• **Data**:

-------------------------

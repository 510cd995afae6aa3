//! Content hashing for cache keys.
//!
//! A stable xxh64 digest of the source bytes is the content-hash component
//! of every persistent cache key, so identical bytes share cache entries
//! across paths and runs.

use xxhash_rust::xxh64::Xxh64;

/// Stable 64-bit digest of a byte buffer (seed 0).
pub fn content_hash(bytes: &[u8]) -> u64 {
    let mut hasher = Xxh64::new(0);
    hasher.update(bytes);
    hasher.digest()
}

/// Digest rendered as fixed-width lowercase hex, for composing cache keys.
pub fn content_hash_hex(bytes: &[u8]) -> String {
    format!("{:016x}", content_hash(bytes))
}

-------------------------

Restate exactly, and only, every line from the one that contains "pub fn content_hash_hex(bytes: &[u8])" through the last line of the records.

pub fn content_hash_hex(bytes: &[u8]) -> String {
    format!("{:016x}", content_hash(bytes))
}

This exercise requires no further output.